Digital archives at the Bentley document key policies, functions, and activities of the University of Michigan in regards to its administration, academics, research, athletics, culture, and social life. The preservation of the University’s administrative and historical record is essential for its institutional knowledge, accountability, and continued operations. In addition, the Bentley also holds the personal papers of notable individuals and the records of voluntary associations, organizations, and government offices from the state of Michigan. These materials document the interests, activities, and impact of citizens and groups, providing important information and evidence for scholars as well as professional and privatel researchers.
In terms of file formats and content types, the Bentley’s digital collections include a wide variety of born-digital materials (Office documents, digital images, datasets, websites and social media, sound recordings, moving images, etc.) in addition to content digitized from original primary source materials by the Bentley and private donors.
Abbey: Specifically, what technologies are you using in your preservation system? In this case, we would be curious to hear about the whole stack from acquisition to description to preservation and access.

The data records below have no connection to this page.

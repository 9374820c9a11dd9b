//! Ports - 外部コラボレーターへの抽象化レイヤー
//!
//! ライブラリ自身はログの出力先を決めません。
//! 出力先は `Logger` trait の実装として外から渡されます。

pub mod logger;

pub use self::logger::{Logger, TracingLogger};
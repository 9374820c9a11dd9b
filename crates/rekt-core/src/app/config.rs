//! Configuration for a `Rekt` context.
//!
//! ```json
//! {
//!   "overwrite": "reject",
//!   "default_message": "Assert Error",
//!   "errors": [{ "name": "PaymentFailed", "status": 402 }]
//! }
//! ```
//!
//! Every field is optional. `RektConfig::default()` matches the behavior of a
//! plain `Rekt::new()`.

use serde::{Deserialize, Serialize};

use crate::assertion::DEFAULT_MESSAGE;
use crate::domain::ErrorSpec;
use crate::error::ConfigError;
use crate::registry::OverwritePolicy;

#[derive(Debug, Clone, PartialEq, Eq, Serialize, Deserialize)]
#[serde(default)]
pub struct RektConfig {
    /// Re-registration policy for the error registry.
    pub overwrite: OverwritePolicy,

    /// Message of an assertion failure that has no message parts.
    pub default_message: String,

    /// Extra variants registered after the built-ins, in order.
    pub errors: Vec<ErrorSpec>,
}

impl Default for RektConfig {
    fn default() -> Self {
        Self {
            overwrite: OverwritePolicy::default(),
            default_message: DEFAULT_MESSAGE.to_string(),
            errors: Vec::new(),
        }
    }
}

impl RektConfig {
    pub fn from_json_str(s: &str) -> Result<Self, ConfigError> {
        Ok(serde_json::from_str(s)?)
    }

    pub fn from_json_value(value: serde_json::Value) -> Result<Self, ConfigError> {
        Ok(serde_json::from_value(value)?)
    }
}
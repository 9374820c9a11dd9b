use std::process::ExitCode;

use serde::Serialize;
use tracing::{error, info};
use tracing_subscriber::EnvFilter;

use rekt_core::{
    ASSERT_ERROR, AssertOptions, Disposition, ErrorInstance, ErrorSpec, Rekt, RektBuilder,
    RektConfig, RektError, ensure,
};

/// What a web framework would write back to the client.
#[derive(Debug, Serialize)]
struct Reply<'a> {
    status: u16,
    body: serde_json::Value,
    #[serde(skip_serializing_if = "Option::is_none")]
    error: Option<&'a ErrorInstance>,
}

/// A fake request handler: look up a user by id.
fn get_user(rekt: &Rekt, id: i64) -> Result<serde_json::Value, RektError> {
    ensure!(rekt, id >= 0, "user id must be non-negative, got", id.to_string())?;
    if id != 1 {
        return Err(rekt.error("NotFound", format!("no user with id {id}"))?.into());
    }
    Ok(serde_json::json!({ "id": id, "name": "weaver" }))
}

/// Turn a handler result into a reply; unexpected failures go to the registered handler.
fn respond(rekt: &Rekt, result: Result<serde_json::Value, RektError>) -> (String, Disposition) {
    let (reply, disposition) = match &result {
        Ok(body) => (
            Reply {
                status: 200,
                body: body.clone(),
                error: None,
            },
            Disposition::Recoverable,
        ),
        Err(RektError::Raised(err)) => {
            let disposition = match rekt.dispatch(err.name(), err) {
                Ok(disposition) => disposition,
                Err(RektError::HandlerNotFound(_)) => Disposition::of(err),
                Err(other) => {
                    error!("dispatch failed: {other}");
                    Disposition::Fatal
                }
            };
            (
                Reply {
                    status: err.status(),
                    body: serde_json::json!({ "error": err.name(), "message": err.message() }),
                    error: Some(err),
                },
                disposition,
            )
        }
        Err(other) => {
            error!("request failed outside the registry: {other}");
            (
                Reply {
                    status: 500,
                    body: serde_json::json!({ "error": "Internal" }),
                    error: None,
                },
                Disposition::Fatal,
            )
        }
    };
    let line = serde_json::to_string(&reply).unwrap_or_else(|e| format!("{{\"encode\":\"{e}\"}}"));
    (line, disposition)
}

fn load_config() -> Result<RektConfig, Box<dyn std::error::Error>> {
    match std::env::args().nth(1) {
        Some(path) => {
            let raw = std::fs::read_to_string(&path)?;
            info!("loaded config from {path}");
            Ok(RektConfig::from_json_str(&raw)?)
        }
        None => Ok(RektConfig::default()),
    }
}

fn run() -> Result<ExitCode, Box<dyn std::error::Error>> {
    // (A) 設定を読み込み、コンテキストを構築
    let rekt = RektBuilder::new()
        .config(load_config()?)
        .register_error(ErrorSpec::named("UpstreamDown").with_status(503))
        .handler("NotFound", |err: &ErrorInstance| {
            info!(status = err.status(), "not found: {}", err.message().unwrap_or_default())
        })
        .handler(ASSERT_ERROR, |err: &ErrorInstance| {
            error!("assertion failed in handler: {err}")
        })
        .expect_errors(&["NotFound", "UpstreamDown"])
        .build()?;

    // (B) リクエストを処理して応答を表示
    let mut fatal = false;
    for id in [1, 2, -5] {
        let (reply, disposition) = respond(&rekt, get_user(&rekt, id));
        println!("GET /users/{id} -> {reply} [{disposition:?}]");
        fatal |= disposition.is_fatal();
    }

    // (C) コールバック経由の失敗は throw せずに処理される
    let outcome = rekt.assert(
        false,
        AssertOptions::message("cache warm-up incomplete")
            .on_failure(|err| println!("deferred: {err}")),
    )?;
    println!("callback assertion -> {outcome:?}");

    // (D) プロセスの終了は呼び出し側が決める
    Ok(if fatal {
        ExitCode::FAILURE
    } else {
        ExitCode::SUCCESS
    })
}

fn main() -> ExitCode {
    tracing_subscriber::fmt()
        .with_env_filter(EnvFilter::try_from_default_env().unwrap_or_else(|_| EnvFilter::new("info")))
        .init();

    match run() {
        Ok(code) => code,
        Err(e) => {
            error!("rekt-cli: {e}");
            ExitCode::FAILURE
        }
    }
}
//! ErrorInstance: a realized error produced from a registered variant.

use std::fmt;

use serde::Serialize;

/// Anything a response-shaping collaborator can turn into a reply:
/// `status` becomes the wire status code, `name`/`message` the payload.
pub trait Reportable {
    fn name(&self) -> &str;
    fn status(&self) -> u16;
    fn message(&self) -> Option<&str>;
}

/// A realized error.
///
/// Serializes as `{"name", "status", "message", "isRekt"}` so it can be
/// handed to a transport layer as is.
#[derive(Debug, Clone, PartialEq, Eq, Serialize)]
pub struct ErrorInstance {
    name: String,
    status: u16,
    message: Option<String>,
    #[serde(rename = "isRekt")]
    is_rekt: bool,
}

impl ErrorInstance {
    pub(crate) fn new(name: impl Into<String>, status: u16, message: Option<String>) -> Self {
        Self {
            name: name.into(),
            status,
            message,
            is_rekt: true,
        }
    }

    pub fn name(&self) -> &str {
        &self.name
    }

    pub fn status(&self) -> u16 {
        self.status
    }

    pub fn message(&self) -> Option<&str> {
        self.message.as_deref()
    }

    /// Origin marker: set on every instance built by a registry.
    pub fn is_rekt(&self) -> bool {
        self.is_rekt
    }
}

impl Reportable for ErrorInstance {
    fn name(&self) -> &str {
        &self.name
    }

    fn status(&self) -> u16 {
        self.status
    }

    fn message(&self) -> Option<&str> {
        self.message.as_deref()
    }
}

impl fmt::Display for ErrorInstance {
    fn fmt(&self, f: &mut fmt::Formatter<'_>) -> fmt::Result {
        match &self.message {
            Some(message) => write!(f, "{} ({}): {}", self.name, self.status, message),
            None => write!(f, "{} ({})", self.name, self.status),
        }
    }
}

impl std::error::Error for ErrorInstance {}
// 该文件是 Capcheck （瓶盖质检） 项目的一部分。
// src/frame.rs - NHWC 帧定义
//
// 本文件根据 Apache 许可证第 2.0 版（以下简称“许可证”）授权使用；
// 除非遵守该许可证条款，否则您不得使用本文件。
// 您可通过以下网址获取许可证副本：
// http://www.apache.org/licenses/LICENSE-2.0
// 除非适用法律要求或书面同意，根据本许可协议分发的软件均按“原样”提供，
// 不附带任何形式的明示或暗示的保证或条件。
// 有关许可权限与限制的具体条款，请参阅本许可协议。
//
// Copyright (C) 2026 Johann Li <me@qinka.pro>, Wareless Group

use image::{ImageBuffer, Rgb, RgbImage, imageops::FilterType};
use thiserror::Error;

pub const FRAME_CHANNELS: usize = 3;

/// 像素通道顺序
#[derive(Debug, Clone, Copy, PartialEq, Eq, Default)]
pub enum ChannelOrder {
  #[default]
  Rgb,
  Bgr,
}

impl ChannelOrder {
  /// 将 RGB 颜色转为本顺序下的像素值
  pub fn pixel(&self, rgb: [u8; 3]) -> Rgb<u8> {
    match self {
      ChannelOrder::Rgb => Rgb(rgb),
      ChannelOrder::Bgr => Rgb([rgb[2], rgb[1], rgb[0]]),
    }
  }
}

#[derive(Error, Debug, PartialEq, Eq)]
pub enum FrameError {
  #[error("数据长度不匹配: 期望长度 {expected}, 实际长度 {actual}")]
  LengthMismatch { expected: usize, actual: usize },
}

/// 一帧 NHWC 排列的三通道图像
///
/// 帧在一次采集周期内从摄像头流向检测器再流向显示端，不跨周期保留。
#[derive(Debug, Clone, PartialEq, Eq)]
pub struct Frame {
  width: u32,
  height: u32,
  order: ChannelOrder,
  data: Box<[u8]>,
}

impl Frame {
  pub fn new(
    width: u32,
    height: u32,
    order: ChannelOrder,
    data: Vec<u8>,
  ) -> Result<Self, FrameError> {
    let expected = FRAME_CHANNELS * width as usize * height as usize;
    if data.len() != expected {
      return Err(FrameError::LengthMismatch {
        expected,
        actual: data.len(),
      });
    }

    Ok(Self {
      width,
      height,
      order,
      data: data.into_boxed_slice(),
    })
  }

  pub fn zeroed(width: u32, height: u32, order: ChannelOrder) -> Self {
    let size = FRAME_CHANNELS * width as usize * height as usize;
    Self {
      width,
      height,
      order,
      data: vec![0u8; size].into_boxed_slice(),
    }
  }

  pub fn width(&self) -> u32 {
    self.width
  }

  pub fn height(&self) -> u32 {
    self.height
  }

  pub fn channels(&self) -> usize {
    FRAME_CHANNELS
  }

  pub fn order(&self) -> ChannelOrder {
    self.order
  }

  pub fn as_nhwc(&self) -> &[u8] {
    &self.data
  }

  /// 转为显示所需的 RGB 顺序图像
  pub fn to_rgb_image(&self) -> RgbImage {
    let width = self.width as usize;
    let data = &self.data;
    match self.order {
      ChannelOrder::Rgb => ImageBuffer::from_fn(self.width, self.height, |x, y| {
        let idx = (y as usize * width + x as usize) * FRAME_CHANNELS;
        Rgb([data[idx], data[idx + 1], data[idx + 2]])
      }),
      ChannelOrder::Bgr => ImageBuffer::from_fn(self.width, self.height, |x, y| {
        let idx = (y as usize * width + x as usize) * FRAME_CHANNELS;
        Rgb([data[idx + 2], data[idx + 1], data[idx]])
      }),
    }
  }

  /// 缩放为模型输入尺寸的 RGB NHWC 数据
  pub fn resized_rgb(&self, width: u32, height: u32) -> Vec<u8> {
    let image = self.to_rgb_image();
    if image.dimensions() == (width, height) {
      return image.into_raw();
    }
    image::imageops::resize(&image, width, height, FilterType::Triangle).into_raw()
  }

  /// 以原通道顺序把缓冲区视作 `RgbImage` 进行原地修改
  ///
  /// 闭包中写入的颜色需要先经过 [`ChannelOrder::pixel`] 转换。
  pub fn with_image_mut<R>(&mut self, f: impl FnOnce(&mut RgbImage) -> R) -> R {
    let data = std::mem::take(&mut self.data).into_vec();
    // 构造时已校验长度等于 宽*高*3，from_raw 不会返回 None
    let image = RgbImage::from_raw(self.width, self.height, data);
    debug_assert!(image.is_some(), "帧缓冲区长度与尺寸不符");
    let mut image = image.unwrap_or_else(|| RgbImage::new(self.width, self.height));
    let result = f(&mut image);
    self.data = image.into_raw().into_boxed_slice();
    result
  }
}

impl From<RgbImage> for Frame {
  fn from(image: RgbImage) -> Self {
    let (width, height) = image.dimensions();
    Self {
      width,
      height,
      order: ChannelOrder::Rgb,
      data: image.into_raw().into_boxed_slice(),
    }
  }
}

Bentley Staff: The Bentley’s current preservation system utilizes infrastructure provided by the University of Michigan as well as a variety of open-source and proprietary tools that are knitted together in our homegrown ‘AutoPro’ ingest and processing tool. Archivists established a largely manual workflow as part of the MeMail Project, a 2010-2011 initiative funded by a grant from the Mellon Foundation. Subsequent development work resulted in AutoPro, a collection of Windows shell and Visual Basic scripts that provide a unified command line interface to more than 20 separate applications and utilities to automate procedures and guide processors through a six-step workflow. A full overview of our ingest, descriptive, and preservation practices is available in our processing manual. The following will provide a high-level view of current procedures and practices, many (if not most) of which will be revised as part of our ongoing ‘ArchivesSpace-Archivematica-DSpace Workflow Integration‘ project.

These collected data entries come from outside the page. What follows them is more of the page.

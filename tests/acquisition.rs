// 该文件是 Capcheck （瓶盖质检） 项目的一部分。
// tests/acquisition.rs - 采集循环与检测器测试
//
// 本文件根据 Apache 许可证第 2.0 版（以下简称“许可证”）授权使用；
// 除非遵守该许可证条款，否则您不得使用本文件。
// 您可通过以下网址获取许可证副本：
// http://www.apache.org/licenses/LICENSE-2.0
// 除非适用法律要求或书面同意，根据本许可协议分发的软件均按“原样”提供，
// 不附带任何形式的明示或暗示的保证或条件。
// 有关许可权限与限制的具体条款，请参阅本许可协议。
//
// Copyright (C) 2026 Johann Li <me@qinka.pro>, Wareless Group

mod common;

use capcheck::{
  acquisition::{AcquisitionLoop, LoopState, TickOutcome},
  detector::{BottleCapDetector, BoundingBox, DefectDetector, Detection},
  error::Fault,
  model::DefectLabel,
  output::draw::Draw,
  session::SessionSettings,
};
use common::{Failure, ScriptedModel, ScriptedSource, pattern_frame, test_config};

type Loop = AcquisitionLoop<ScriptedSource, BottleCapDetector<ScriptedModel>>;

fn settings() -> SessionSettings {
  SessionSettings::from_config(&test_config())
}

fn acquisition(source: ScriptedSource, model: Option<ScriptedModel>) -> Loop {
  let detector = model.map(|m| BottleCapDetector::new(m).unwrap());
  AcquisitionLoop::new(source, test_config().camera, detector)
}

#[test]
fn single_detection_is_reported_and_drawn() {
  let mut acquisition = acquisition(
    ScriptedSource::new(pattern_frame(64, 64)),
    Some(ScriptedModel::single(0.9, [0.25, 0.5, 0.5, 0.75])),
  );
  acquisition.start().unwrap();

  let TickOutcome::Frame { frame, outcome } = acquisition.tick(&settings()) else {
    panic!("expected a frame");
  };
  let outcome = outcome.unwrap();
  assert!(outcome.any_defect);
  assert!((outcome.max_confidence - 0.9).abs() < 1e-6);
  assert_eq!(outcome.detections.len(), 1);
  assert_eq!(
    outcome.detections[0].bbox,
    BoundingBox {
      x_min: 16,
      y_min: 32,
      x_max: 32,
      y_max: 48,
    }
  );

  let image = frame.to_rgb_image();
  assert_eq!(image.get_pixel(16, 32).0, [0, 255, 0]);
  assert_eq!(image.get_pixel(32, 48).0, [0, 255, 0]);
  assert_eq!(image.get_pixel(24, 40).0, pattern_frame(64, 64).to_rgb_image().get_pixel(24, 40).0);
}

#[test]
fn zero_detections_report_no_defect() {
  let mut acquisition = acquisition(
    ScriptedSource::new(pattern_frame(32, 32)),
    Some(ScriptedModel::returning(vec![])),
  );
  acquisition.start().unwrap();

  let TickOutcome::Frame { frame, outcome } = acquisition.tick(&settings()) else {
    panic!("expected a frame");
  };
  let outcome = outcome.unwrap();
  assert!(!outcome.any_defect);
  assert_eq!(outcome.max_confidence, 0.0);
  assert_eq!(frame, pattern_frame(32, 32));
}

#[test]
fn display_threshold_never_filters() {
  let mut acquisition = acquisition(
    ScriptedSource::new(pattern_frame(32, 32)),
    Some(ScriptedModel::single(0.6, [0.1, 0.1, 0.4, 0.4])),
  );
  acquisition.start().unwrap();

  let mut settings = settings();
  for threshold in [0.0, 0.3, 0.59, 0.61, 0.95, 1.0] {
    settings.set_threshold(threshold);
    let TickOutcome::Frame { outcome, .. } = acquisition.tick(&settings) else {
      panic!("expected a frame");
    };
    assert!(outcome.unwrap().any_defect, "threshold {}", threshold);
  }
}

#[test]
fn display_threshold_never_promotes_weak_scores() {
  let mut acquisition = acquisition(
    ScriptedSource::new(pattern_frame(32, 32)),
    Some(ScriptedModel::single(0.4, [0.1, 0.1, 0.4, 0.4])),
  );
  acquisition.start().unwrap();

  let mut settings = settings();
  for threshold in [0.0, 0.3] {
    settings.set_threshold(threshold);
    let TickOutcome::Frame { frame, outcome } = acquisition.tick(&settings) else {
      panic!("expected a frame");
    };
    let outcome = outcome.unwrap();
    assert!(!outcome.any_defect, "threshold {}", threshold);
    assert!(outcome.detections.is_empty());
    assert_eq!(frame, pattern_frame(32, 32));
  }
}

#[test]
fn start_failure_leaves_loop_stopped() {
  let source = ScriptedSource::failing(pattern_frame(8, 8), Failure::Open);
  let mut acquisition = acquisition(source, None);

  assert!(matches!(
    acquisition.start(),
    Err(Fault::CameraUnavailable(_))
  ));
  assert_eq!(acquisition.state(), LoopState::Stopped);
  assert!(!acquisition.timer_active());
  assert!(matches!(acquisition.tick(&settings()), TickOutcome::Idle));
}

#[test]
fn failed_camera_start_closes_the_camera() {
  let source = ScriptedSource::failing(pattern_frame(8, 8), Failure::Start);
  let log = source.log.clone();
  let mut acquisition = acquisition(source, None);

  assert!(acquisition.start().is_err());
  assert_eq!(acquisition.state(), LoopState::Stopped);
  assert!(!acquisition.timer_active());
  assert_eq!(log.borrow().closes, 1);
}

#[test]
fn stop_is_idempotent() {
  let source = ScriptedSource::new(pattern_frame(8, 8));
  let log = source.log.clone();
  let mut acquisition = acquisition(source, None);

  acquisition.stop();
  assert_eq!(log.borrow().closes, 0);

  acquisition.start().unwrap();
  assert_eq!(acquisition.state(), LoopState::Running);
  acquisition.stop();
  acquisition.stop();

  assert_eq!(acquisition.state(), LoopState::Stopped);
  assert!(!acquisition.timer_active());
  let log = log.borrow();
  assert_eq!((log.stops, log.closes), (1, 1));
}

#[test]
fn drop_releases_running_camera() {
  let source = ScriptedSource::new(pattern_frame(8, 8));
  let log = source.log.clone();
  {
    let mut acquisition = acquisition(source, None);
    acquisition.start().unwrap();
  }
  assert_eq!(log.borrow().closes, 1);
}

#[test]
fn capture_failure_skips_tick_and_keeps_running() {
  let source = ScriptedSource::failing(pattern_frame(8, 8), Failure::Capture);
  let mut acquisition = acquisition(source, None);
  acquisition.start().unwrap();

  assert!(matches!(
    acquisition.tick(&settings()),
    TickOutcome::Skipped(Fault::FrameAcquisition(_))
  ));
  assert_eq!(acquisition.state(), LoopState::Running);
  assert!(acquisition.timer_active());
}

#[test]
fn inference_failure_keeps_raw_frame() {
  let mut acquisition = acquisition(
    ScriptedSource::new(pattern_frame(16, 16)),
    Some(ScriptedModel::failing("model not loaded")),
  );
  acquisition.start().unwrap();

  let TickOutcome::Frame { frame, outcome } = acquisition.tick(&settings()) else {
    panic!("expected a frame");
  };
  let outcome = outcome.unwrap();
  assert!(outcome.is_failure());
  assert!(!outcome.any_defect);
  assert_eq!(frame, pattern_frame(16, 16));
  assert_eq!(acquisition.state(), LoopState::Running);
}

#[test]
fn disabled_detection_passes_frame_through() {
  let mut acquisition = acquisition(
    ScriptedSource::new(pattern_frame(16, 16)),
    Some(ScriptedModel::single(0.9, [0.1, 0.1, 0.9, 0.9])),
  );
  acquisition.start().unwrap();

  let mut settings = settings();
  settings.set_detection_active(false);
  let TickOutcome::Frame { frame, outcome } = acquisition.tick(&settings) else {
    panic!("expected a frame");
  };
  assert!(outcome.is_none());
  assert_eq!(frame, pattern_frame(16, 16));
}

#[test]
fn annotate_only_touches_box_and_label() {
  let detector = BottleCapDetector::new(ScriptedModel::returning(vec![])).unwrap();
  let draw = Draw::embedded().unwrap();
  let original = pattern_frame(160, 120);
  let detection = Detection {
    bbox: BoundingBox {
      x_min: 40,
      y_min: 50,
      x_max: 100,
      y_max: 90,
    },
    confidence: 0.87,
    kind: DefectLabel::Stain,
  };

  let annotated = detector.annotate(original.clone(), &[detection.clone()]);
  assert_ne!(annotated, original);

  let before = original.to_rgb_image();
  let after = annotated.to_rgb_image();
  let label = draw.label_region(&detection);
  let bbox = detection.bbox;
  let t = draw.thickness();

  for (x, y, pixel) in after.enumerate_pixels() {
    if pixel == before.get_pixel(x, y) {
      continue;
    }
    let (x, y) = (x as i32, y as i32);
    let on_border = bbox.contains(x, y)
      && (x - bbox.x_min < t || bbox.x_max - x < t || y - bbox.y_min < t || bbox.y_max - y < t);
    let in_label =
      x >= label.left() && x <= label.right() && y >= label.top() && y <= label.bottom();
    assert!(on_border || in_label, "unexpected change at ({}, {})", x, y);
  }
}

When content is received on physical media (alone or as part of a larger accession of physical materials), we transfer content on a dedicated workstation in a ‘forensics-lite’ workflow in which we apply write-blockers (a Tableau T8-R2 for USB drives or software/media-specific blocking for other storage devices) to avoid altering files or system metadata and use TeraCopy to securely copy content to ensure data integrity and maintain timestamps. We generally only create disk images in the cases of 5.25″ floppies (using Device Side Data’s FC5025 floppy controller, after which content is extracted from the image using FTK Imager) or in cases where the preservation of key features or functionality require the creation of a disk image (our most common use case is DVD-formatted video that contains a menu and/or special features), in which case the image will be preserved alongside extracted content. For more information on these procedures, see our Removable Media workflow.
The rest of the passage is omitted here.